> [ACTIVITY]: Find every line with the string "only" in the material below and copy it.

■ ■ ■ ■ ■

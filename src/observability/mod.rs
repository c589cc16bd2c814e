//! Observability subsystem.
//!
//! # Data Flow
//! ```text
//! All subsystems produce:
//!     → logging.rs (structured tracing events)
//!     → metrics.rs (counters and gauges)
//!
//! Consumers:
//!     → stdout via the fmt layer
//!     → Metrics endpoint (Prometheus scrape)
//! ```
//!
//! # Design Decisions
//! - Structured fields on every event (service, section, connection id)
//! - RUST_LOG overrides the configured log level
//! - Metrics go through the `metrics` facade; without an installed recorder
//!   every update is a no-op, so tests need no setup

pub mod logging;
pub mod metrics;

■ ■ ■ ■ ■

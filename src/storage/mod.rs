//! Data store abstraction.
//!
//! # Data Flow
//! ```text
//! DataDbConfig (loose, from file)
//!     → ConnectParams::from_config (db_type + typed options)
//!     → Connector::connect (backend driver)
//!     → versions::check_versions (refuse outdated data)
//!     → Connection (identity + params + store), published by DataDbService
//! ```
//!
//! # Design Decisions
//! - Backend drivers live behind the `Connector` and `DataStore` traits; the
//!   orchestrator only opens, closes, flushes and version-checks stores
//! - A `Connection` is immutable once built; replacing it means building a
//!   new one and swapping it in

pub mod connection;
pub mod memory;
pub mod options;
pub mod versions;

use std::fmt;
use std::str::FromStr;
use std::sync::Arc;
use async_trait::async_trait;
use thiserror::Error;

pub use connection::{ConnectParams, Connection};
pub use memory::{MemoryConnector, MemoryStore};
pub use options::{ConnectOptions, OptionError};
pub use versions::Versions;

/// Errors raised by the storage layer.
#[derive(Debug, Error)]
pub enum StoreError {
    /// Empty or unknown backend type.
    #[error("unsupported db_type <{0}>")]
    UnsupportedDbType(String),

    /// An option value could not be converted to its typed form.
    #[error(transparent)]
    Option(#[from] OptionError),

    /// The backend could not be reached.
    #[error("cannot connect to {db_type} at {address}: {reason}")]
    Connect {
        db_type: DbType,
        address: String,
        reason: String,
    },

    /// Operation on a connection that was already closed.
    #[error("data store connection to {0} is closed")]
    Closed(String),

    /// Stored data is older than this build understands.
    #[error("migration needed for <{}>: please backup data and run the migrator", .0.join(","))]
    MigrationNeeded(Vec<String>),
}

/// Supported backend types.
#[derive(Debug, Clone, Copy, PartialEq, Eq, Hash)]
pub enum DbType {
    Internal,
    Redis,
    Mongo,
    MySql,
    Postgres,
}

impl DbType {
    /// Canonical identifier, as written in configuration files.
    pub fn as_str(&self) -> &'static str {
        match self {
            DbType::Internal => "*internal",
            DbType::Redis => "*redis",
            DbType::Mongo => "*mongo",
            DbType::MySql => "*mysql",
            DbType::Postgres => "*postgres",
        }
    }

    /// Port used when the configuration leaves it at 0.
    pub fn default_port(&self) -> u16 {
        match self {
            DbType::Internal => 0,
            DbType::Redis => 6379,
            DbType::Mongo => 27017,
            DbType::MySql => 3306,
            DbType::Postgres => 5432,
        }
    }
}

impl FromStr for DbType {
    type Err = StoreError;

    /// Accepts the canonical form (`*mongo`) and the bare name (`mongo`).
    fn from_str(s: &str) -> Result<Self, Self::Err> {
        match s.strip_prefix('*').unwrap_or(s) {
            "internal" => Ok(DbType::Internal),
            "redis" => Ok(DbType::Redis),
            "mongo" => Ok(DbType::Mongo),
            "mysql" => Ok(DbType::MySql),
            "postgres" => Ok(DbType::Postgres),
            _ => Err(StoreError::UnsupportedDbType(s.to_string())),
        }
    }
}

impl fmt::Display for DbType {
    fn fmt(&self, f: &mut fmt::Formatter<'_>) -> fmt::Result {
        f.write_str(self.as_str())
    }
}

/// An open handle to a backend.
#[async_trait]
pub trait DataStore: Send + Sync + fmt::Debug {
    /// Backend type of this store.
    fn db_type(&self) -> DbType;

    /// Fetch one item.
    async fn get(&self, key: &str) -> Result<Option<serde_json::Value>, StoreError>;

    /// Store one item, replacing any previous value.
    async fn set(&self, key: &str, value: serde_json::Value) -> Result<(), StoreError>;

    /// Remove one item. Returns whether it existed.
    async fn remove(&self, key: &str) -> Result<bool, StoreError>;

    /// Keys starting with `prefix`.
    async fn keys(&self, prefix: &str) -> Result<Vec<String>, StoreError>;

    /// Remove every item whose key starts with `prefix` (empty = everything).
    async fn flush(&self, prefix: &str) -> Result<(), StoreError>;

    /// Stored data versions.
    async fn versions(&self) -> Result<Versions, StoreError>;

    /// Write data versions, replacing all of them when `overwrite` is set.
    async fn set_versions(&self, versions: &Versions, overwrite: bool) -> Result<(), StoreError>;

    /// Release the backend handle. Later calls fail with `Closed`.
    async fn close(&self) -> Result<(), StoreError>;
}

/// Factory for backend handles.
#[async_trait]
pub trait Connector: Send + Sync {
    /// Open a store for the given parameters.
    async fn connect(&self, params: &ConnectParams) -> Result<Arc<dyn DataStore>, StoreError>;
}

■ ■ ■ ■ ■

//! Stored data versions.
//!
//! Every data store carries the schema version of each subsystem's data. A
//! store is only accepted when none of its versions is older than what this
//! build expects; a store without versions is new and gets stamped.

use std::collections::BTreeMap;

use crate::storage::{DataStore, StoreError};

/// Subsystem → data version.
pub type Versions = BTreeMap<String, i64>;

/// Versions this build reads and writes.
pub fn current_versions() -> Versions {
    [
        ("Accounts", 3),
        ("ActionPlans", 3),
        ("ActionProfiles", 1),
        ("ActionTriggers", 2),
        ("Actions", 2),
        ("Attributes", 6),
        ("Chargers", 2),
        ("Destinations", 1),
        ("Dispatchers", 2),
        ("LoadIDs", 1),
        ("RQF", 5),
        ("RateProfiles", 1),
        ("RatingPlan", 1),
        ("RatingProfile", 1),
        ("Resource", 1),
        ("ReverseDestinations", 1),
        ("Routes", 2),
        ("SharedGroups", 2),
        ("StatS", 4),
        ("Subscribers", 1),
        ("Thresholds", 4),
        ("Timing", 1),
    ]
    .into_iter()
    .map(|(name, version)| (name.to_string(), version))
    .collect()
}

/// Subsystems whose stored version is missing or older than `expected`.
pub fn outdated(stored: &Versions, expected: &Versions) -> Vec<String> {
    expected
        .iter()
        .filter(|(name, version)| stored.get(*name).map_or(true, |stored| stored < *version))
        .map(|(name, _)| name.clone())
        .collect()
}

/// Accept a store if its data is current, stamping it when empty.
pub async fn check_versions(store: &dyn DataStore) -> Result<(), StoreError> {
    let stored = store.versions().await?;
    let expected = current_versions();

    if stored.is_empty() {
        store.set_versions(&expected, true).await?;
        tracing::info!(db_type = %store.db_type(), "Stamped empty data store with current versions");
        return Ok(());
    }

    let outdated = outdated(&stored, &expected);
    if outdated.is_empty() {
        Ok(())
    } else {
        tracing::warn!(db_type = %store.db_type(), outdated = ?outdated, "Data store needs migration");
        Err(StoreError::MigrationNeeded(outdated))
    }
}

■ ■ ■ ■ ■

> [ANSWER BELOW]:
//!   orchestrator only opens, closes, flushes and version-checks stores
//! store is only accepted when none of its versions is older than what this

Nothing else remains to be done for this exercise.